### Description of the task
Comb the records below for the string "McuSchema" and copy each line where it turns up.

### Data in this exercise
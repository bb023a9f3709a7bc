//! Integration tests for the HTTP routes, driven without binding a socket.

use std::sync::Arc;

use axum::body::Body;
use axum::http::{Method, Request, StatusCode, header};
use chrono::NaiveDate;
use http_body_util::BodyExt;
use mcu_graph::config::LimitSettings;
use mcu_graph::graphql::{McuSchema, build_schema, router};
use mcu_graph::model::{Character, Movie};
use mcu_graph::storage::Catalog;
use serde_json::{Value, json};
use tower::ServiceExt;

fn builtin_schema() -> McuSchema {
    build_schema(
        Arc::new(Catalog::builtin().unwrap()),
        &LimitSettings::default(),
    )
}

async fn post_graphql(app: axum::Router, query: &str) -> (StatusCode, Value) {
    let request = Request::builder()
        .method(Method::POST)
        .uri("/graphql")
        .header(header::CONTENT_TYPE, "application/json")
        .body(Body::from(json!({ "query": query }).to_string()))
        .unwrap();

    let response = app.oneshot(request).await.unwrap();
    let status = response.status();
    let bytes = response.into_body().collect().await.unwrap().to_bytes();
    (status, serde_json::from_slice(&bytes).unwrap())
}

async fn get(app: axum::Router, uri: &str) -> (StatusCode, String) {
    let request = Request::builder().uri(uri).body(Body::empty()).unwrap();
    let response = app.oneshot(request).await.unwrap();
    let status = response.status();
    let bytes = response.into_body().collect().await.unwrap().to_bytes();
    (status, String::from_utf8(bytes.to_vec()).unwrap())
}

// ---------------------------------------------------------------------------
// POST /graphql
// ---------------------------------------------------------------------------

#[tokio::test]
async fn post_graphql_returns_cast_in_order() {
    let app = router(builtin_schema(), true);
    let (status, body) = post_graphql(app, "{ pictures { title characters { name } } }").await;

    assert_eq!(status, StatusCode::OK);
    assert!(body.get("errors").is_none());
    assert_eq!(body["data"]["pictures"][0]["title"], "Iron Man");
    assert_eq!(
        body["data"]["pictures"][0]["characters"],
        json!([
            { "name": "Tony Stark" },
            { "name": "James Rhodes" },
            { "name": "Nick Fury" },
            { "name": "Phil Coulson" }
        ])
    );
}

#[tokio::test]
async fn post_graphql_single_movie_catalog() {
    let catalog = Catalog::builder()
        .character(Character::new("tony-stark", "Tony Stark"))
        .character(Character::new("james-rhodes", "James Rhodes"))
        .movie(Movie::new(
            "iron-man",
            "Iron Man",
            1,
            NaiveDate::from_ymd_opt(2008, 5, 2).unwrap(),
        ))
        .cast("iron-man", ["tony-stark", "james-rhodes"])
        .build()
        .unwrap();
    let schema = build_schema(Arc::new(catalog), &LimitSettings::default());

    let (status, body) = post_graphql(
        router(schema, false),
        "{ pictures { title characters { name } } }",
    )
    .await;

    assert_eq!(status, StatusCode::OK);
    assert!(body.get("errors").is_none());
    assert_eq!(
        body["data"],
        json!({
            "pictures": [{
                "title": "Iron Man",
                "characters": [{ "name": "Tony Stark" }, { "name": "James Rhodes" }]
            }]
        })
    );
}

#[tokio::test]
async fn post_graphql_nulls_only_the_missing_cast() {
    let catalog = Catalog::builder()
        .character(Character::new("bruce-banner", "Bruce Banner"))
        .movie(Movie::new(
            "hulk",
            "The Incredible Hulk",
            1,
            NaiveDate::from_ymd_opt(2008, 6, 13).unwrap(),
        ))
        .build()
        .unwrap();
    let schema = build_schema(Arc::new(catalog), &LimitSettings::default());

    let (status, body) = post_graphql(
        router(schema, false),
        "{ pictures { title characters { name } } }",
    )
    .await;

    assert_eq!(status, StatusCode::OK);
    assert_eq!(
        body["data"],
        json!({ "pictures": [{ "title": "The Incredible Hulk", "characters": null }] })
    );
    let errors = body["errors"].as_array().unwrap();
    assert_eq!(errors.len(), 1);
    assert_eq!(errors[0]["path"], json!(["pictures", 0, "characters"]));
    assert_eq!(errors[0]["extensions"]["code"], "NOT_FOUND");
    assert_eq!(errors[0]["message"], "No cast recorded for picture: hulk");
}

#[tokio::test]
async fn post_graphql_reports_validation_errors() {
    let app = router(builtin_schema(), true);
    let (_, body) = post_graphql(app, "{ characters { weapon } }").await;

    let errors = body["errors"].as_array().unwrap();
    assert!(!errors.is_empty());
    assert!(body["data"].is_null());
}

// ---------------------------------------------------------------------------
// GET routes
// ---------------------------------------------------------------------------

#[tokio::test]
async fn get_graphql_serves_graphiql_when_enabled() {
    let app = router(builtin_schema(), true);
    let (status, body) = get(app, "/graphql").await;

    assert_eq!(status, StatusCode::OK);
    assert!(body.to_lowercase().contains("graphiql"));
}

#[tokio::test]
async fn get_graphql_not_allowed_when_playground_disabled() {
    let app = router(builtin_schema(), false);
    let (status, _) = get(app, "/graphql").await;

    assert_eq!(status, StatusCode::METHOD_NOT_ALLOWED);
}

#[tokio::test]
async fn health_check_returns_ok() {
    let app = router(builtin_schema(), false);
    let (status, body) = get(app, "/health").await;

    assert_eq!(status, StatusCode::OK);
    assert_eq!(body, "OK");
}

#[tokio::test]
async fn unknown_route_returns_404() {
    let app = router(builtin_schema(), true);
    let (status, _) = get(app, "/this-route-does-not-exist").await;

    assert_eq!(status, StatusCode::NOT_FOUND);
}
use anyhow::Result;

use super::CommandContext;

pub fn handle_schema(ctx: CommandContext) -> Result<()> {
    print!("{}", ctx.schema().sdl());
    Ok(())
}
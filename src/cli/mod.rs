pub mod commands;
pub mod handlers;

pub use commands::{Cli, Commands};
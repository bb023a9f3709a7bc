//! In-memory storage layer.
//!
//! All tables are built once at startup and never change afterwards.
//!
//! ## Components
//!
//! - [`Catalog`]: characters, pictures and casts, plus the lookups between them
//! - [`CatalogBuilder`]: validates records and casts into a [`Catalog`]
//! - [`seed::builtin`]: the dataset served by default

mod catalog;
pub mod seed;

pub use catalog::{Catalog, CatalogBuilder};

impl Catalog {
    /// Build the catalog shipped with the binary.
    pub fn builtin() -> crate::error::Result<Self> {
        seed::builtin()
    }
}
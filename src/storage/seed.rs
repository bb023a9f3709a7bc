//! The built-in dataset served by default.

use super::catalog::{Catalog, CatalogBuilder};
use crate::error::{McuError, Result};
use crate::model::{Character, Episode, Movie, Season, TvShow};
use chrono::NaiveDate;

/// Build the catalog shipped with the binary.
pub fn builtin() -> Result<Catalog> {
    let builder = Catalog::builder();
    let builder = characters(builder);
    let builder = movies(builder)?;
    let builder = tv_shows(builder)?;
    casts(builder).build()
}

fn date(year: i32, month: u32, day: u32) -> Result<NaiveDate> {
    NaiveDate::from_ymd_opt(year, month, day)
        .ok_or_else(|| McuError::InvalidDate(format!("{year:04}-{month:02}-{day:02}")))
}

fn characters(b: CatalogBuilder) -> CatalogBuilder {
    b.character(Character::new("tony-stark", "Tony Stark").with_alias("Iron Man"))
        .character(Character::new("james-rhodes", "James Rhodes").with_alias("War Machine"))
        .character(Character::new("phil-coulson", "Phil Coulson"))
        .character(Character::new("nick-fury", "Nick Fury"))
        .character(Character::new("bruce-banner", "Bruce Banner").with_alias("The Hulk"))
        .character(Character::new("natasha-romanoff", "Natasha Romanoff").with_alias("Black Widow"))
        .character(Character::new("thor", "Thor"))
        .character(Character::new("loki", "Loki"))
        .character(Character::new("clint-barton", "Clint Barton").with_alias("Hawkeye"))
        .character(Character::new("jane-foster", "Jane Foster"))
        .character(Character::new("darcy-lewis", "Darcy Lewis"))
        .character(Character::new("steve-rogers", "Steve Rogers").with_alias("Captain America"))
        .character(Character::new("peggy-carter", "Peggy Carter"))
        .character(Character::new("bucky-barnes", "Bucky Barnes").with_alias("The Winter Soldier"))
        .character(Character::new("wanda-maximoff", "Wanda Maximoff").with_alias("Scarlet Witch"))
        .character(Character::new("vision", "Vision"))
        .character(Character::new("monica-rambeau", "Monica Rambeau"))
        .character(Character::new("agatha-harkness", "Agatha Harkness"))
}

fn movies(b: CatalogBuilder) -> Result<CatalogBuilder> {
    Ok(b
        .movie(Movie::new("iron-man", "Iron Man", 1, date(2008, 5, 2)?))
        .movie(Movie::new(
            "the-incredible-hulk",
            "The Incredible Hulk",
            1,
            date(2008, 6, 13)?,
        ))
        .movie(Movie::new("iron-man-2", "Iron Man 2", 1, date(2010, 5, 7)?))
        .movie(Movie::new("thor", "Thor", 1, date(2011, 5, 6)?))
        .movie(Movie::new(
            "captain-america-the-first-avenger",
            "Captain America: The First Avenger",
            1,
            date(2008, 6, 22)?,
        ))
        .movie(Movie::new("the-avengers", "The Avengers", 1, date(2012, 5, 4)?)))
}

fn tv_shows(b: CatalogBuilder) -> Result<CatalogBuilder> {
    let episodes = [
        ("Filmed Before a Live Studio Audience", date(2021, 1, 15)?),
        ("Don't Touch That Dial", date(2021, 1, 15)?),
        ("Now in Color", date(2021, 1, 22)?),
        ("We Interrupt This Program", date(2021, 1, 29)?),
        ("On a Very Special Episode...", date(2021, 2, 5)?),
        ("All-New Halloween Spooktacular!", date(2021, 2, 12)?),
        ("Breaking the Fourth Wall", date(2021, 2, 19)?),
        ("Previously On", date(2021, 2, 26)?),
        ("The Series Finale", date(2021, 3, 5)?),
    ];
    let season = Season {
        season_number: 1,
        episodes: (1u16..)
            .zip(episodes)
            .map(|(episode_number, (title, release_date))| Episode {
                title: title.to_string(),
                episode_number,
                release_date,
            })
            .collect(),
    };

    Ok(b.tv_show(TvShow::new("wanda-vision", "WandaVision", 4).with_season(season)))
}

fn casts(b: CatalogBuilder) -> CatalogBuilder {
    b.cast(
        "iron-man",
        ["tony-stark", "james-rhodes", "nick-fury", "phil-coulson"],
    )
    .cast("the-incredible-hulk", ["bruce-banner", "tony-stark"])
    .cast(
        "iron-man-2",
        [
            "tony-stark",
            "james-rhodes",
            "nick-fury",
            "phil-coulson",
            "natasha-romanoff",
        ],
    )
    .cast(
        "thor",
        [
            "thor",
            "loki",
            "jane-foster",
            "darcy-lewis",
            "clint-barton",
            "phil-coulson",
            "nick-fury",
        ],
    )
    .cast(
        "captain-america-the-first-avenger",
        ["steve-rogers", "peggy-carter", "nick-fury", "bucky-barnes"],
    )
    .cast(
        "the-avengers",
        [
            "tony-stark",
            "steve-rogers",
            "thor",
            "bruce-banner",
            "natasha-romanoff",
            "clint-barton",
            "nick-fury",
            "phil-coulson",
            "loki",
        ],
    )
    .cast(
        "wanda-vision",
        [
            "wanda-maximoff",
            "vision",
            "darcy-lewis",
            "monica-rambeau",
            "agatha-harkness",
        ],
    )
}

### Solution to this task
use mcu_graph::graphql::{McuSchema, build_schema, router};
fn builtin_schema() -> McuSchema {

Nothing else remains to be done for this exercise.